Phillips, Matthew J. et al. (2013). Data from: The linking of plate tectonics and evolutionary divergences [Dataset]. Dryad.


It is exciting to be living at a time when the big questions in biology can be investigated using modern genetics and computing. Bauzà-Ribot et al. take on one of the fundamental drivers of biodiversity, the effect of continental drift in the formation of the world’s biota, employing next-generation sequencing of whole mitochondrial genomes and modern Bayesian relaxed molecular clock analysis. Bauzà-Ribot et al. conclude that vicariance via plate tectonics best explains the genetic divergence between subterranean metacrangonyctid amphipods currently found on islands separated by the Atlantic Ocean. This finding is a big deal in biogeography, and science generally, as many other presumed biotic tectonic divergences have been explained as probably due to more recent transoceanic dispersal events.
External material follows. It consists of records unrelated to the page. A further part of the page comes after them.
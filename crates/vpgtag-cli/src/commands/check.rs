use std::path::PathBuf;

use vpgtag_core::Colors;
use vpgtag_lib::{AnalysisConfig, GrammarAnalyzer};

use super::loader::load_or_exit;

pub struct CheckArgs {
    pub grammar_path: PathBuf,
    pub config: AnalysisConfig,
    pub color: bool,
}

pub fn run(args: CheckArgs) {
    let grammar = load_or_exit(&args.grammar_path);
    let analysis = GrammarAnalyzer::new(args.config).analyze(grammar);

    println!("{}", analysis.verdict);

    if analysis.is_vpg() {
        return;
    }

    let colors = Colors::new(args.color);
    for cycle in analysis.report().cycles.iter().filter(|c| !c.valid) {
        println!(
            "  {}invalid cycle: {}{}",
            colors.dim,
            cycle.non_terminals.join(" -> "),
            colors.reset
        );
    }
    std::process::exit(1);
}
//! Nonterminal dependency graph.
//!
//! One vertex per reachable nonterminal, one edge per nonterminal occurrence.
//! Each edge keeps the symbols around the occurrence in its alternative.

use indexmap::IndexMap;

use super::cycles::{Cycle, CycleEnumerator};
use crate::grammar::{Grammar, NodeId};

#[derive(Clone, Copy, PartialEq, Eq, Hash, Debug, PartialOrd, Ord)]
pub struct EdgeId(u32);

impl EdgeId {
    #[inline]
    pub fn index(self) -> usize {
        self.0 as usize
    }
}

/// `from → to`, where `to` occurs in an alternative of `from`.
///
/// Two occurrences of the same reference are two edges, even when their
/// contexts are equal.
#[derive(Debug, Clone, PartialEq, Eq)]
pub struct Edge {
    pub from: NodeId,
    pub to: NodeId,
    /// Symbols of the alternative before the occurrence.
    pub prefix: Vec<NodeId>,
    /// Symbols of the alternative after the occurrence.
    pub suffix: Vec<NodeId>,
}

/// Read-only view over one grammar snapshot. Rebuild after mutating the grammar.
#[derive(Debug, Clone, Default)]
pub struct DepGraph {
    vertices: IndexMap<NodeId, Vec<EdgeId>>,
    edges: Vec<Edge>,
}

impl DepGraph {
    pub fn build(grammar: &Grammar) -> Self {
        let mut graph = Self::default();
        let start = grammar.start();
        let mut stack = vec![start];
        graph.vertices.insert(start, Vec::new());

        while let Some(from) = stack.pop() {
            for alt in grammar.alternatives(from) {
                let symbols: Vec<NodeId> = alt.iter().map(|occ| occ.node).collect();
                for (i, &to) in symbols.iter().enumerate() {
                    if grammar.is_terminal(to) {
                        continue;
                    }

                    graph.add_edge(Edge {
                        from,
                        to,
                        prefix: symbols[..i].to_vec(),
                        suffix: symbols[i + 1..].to_vec(),
                    });
                    if !graph.vertices.contains_key(&to) {
                        graph.vertices.insert(to, Vec::new());
                        stack.push(to);
                    }
                }
            }
        }

        tracing::debug!(
            vertices = graph.vertices.len(),
            edges = graph.edges.len(),
            "built dependency graph"
        );
        graph
    }

    fn add_edge(&mut self, edge: Edge) {
        let id = EdgeId(self.edges.len() as u32);
        self.vertices.entry(edge.from).or_default().push(id);
        self.edges.push(edge);
    }

    /// Vertices in discovery order.
    pub fn vertices(&self) -> impl Iterator<Item = NodeId> + '_ {
        self.vertices.keys().copied()
    }

    pub fn vertex_count(&self) -> usize {
        self.vertices.len()
    }

    pub fn out_edges(&self, vertex: NodeId) -> &[EdgeId] {
        self.vertices
            .get(&vertex)
            .map(Vec::as_slice)
            .unwrap_or(&[])
    }

    pub fn edge(&self, id: EdgeId) -> &Edge {
        &self.edges[id.index()]
    }

    pub fn edges(&self) -> &[Edge] {
        &self.edges
    }

    /// Every distinct simple cycle, each with the edges that close it.
    pub fn enumerate_cycles(&self) -> Vec<Cycle> {
        CycleEnumerator::enumerate(self)
    }
}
However, molecular clocks can be problematic and we have identified three issues with the analyses of Bauzà-Ribot et al. that cast serious doubt on their results and conclusions. When we reanalyzed their mitochondrial data and attempted to account for problems with calibration [5,6], modeling rates across branches and substitution saturation, we inferred a much younger date for their key node. This implies either a later trans-Atlantic dispersal of these crustaceans, or more likely a series of later invasions of freshwaters from a common marine ancestor, but either way probably not ancient tectonic plate movements.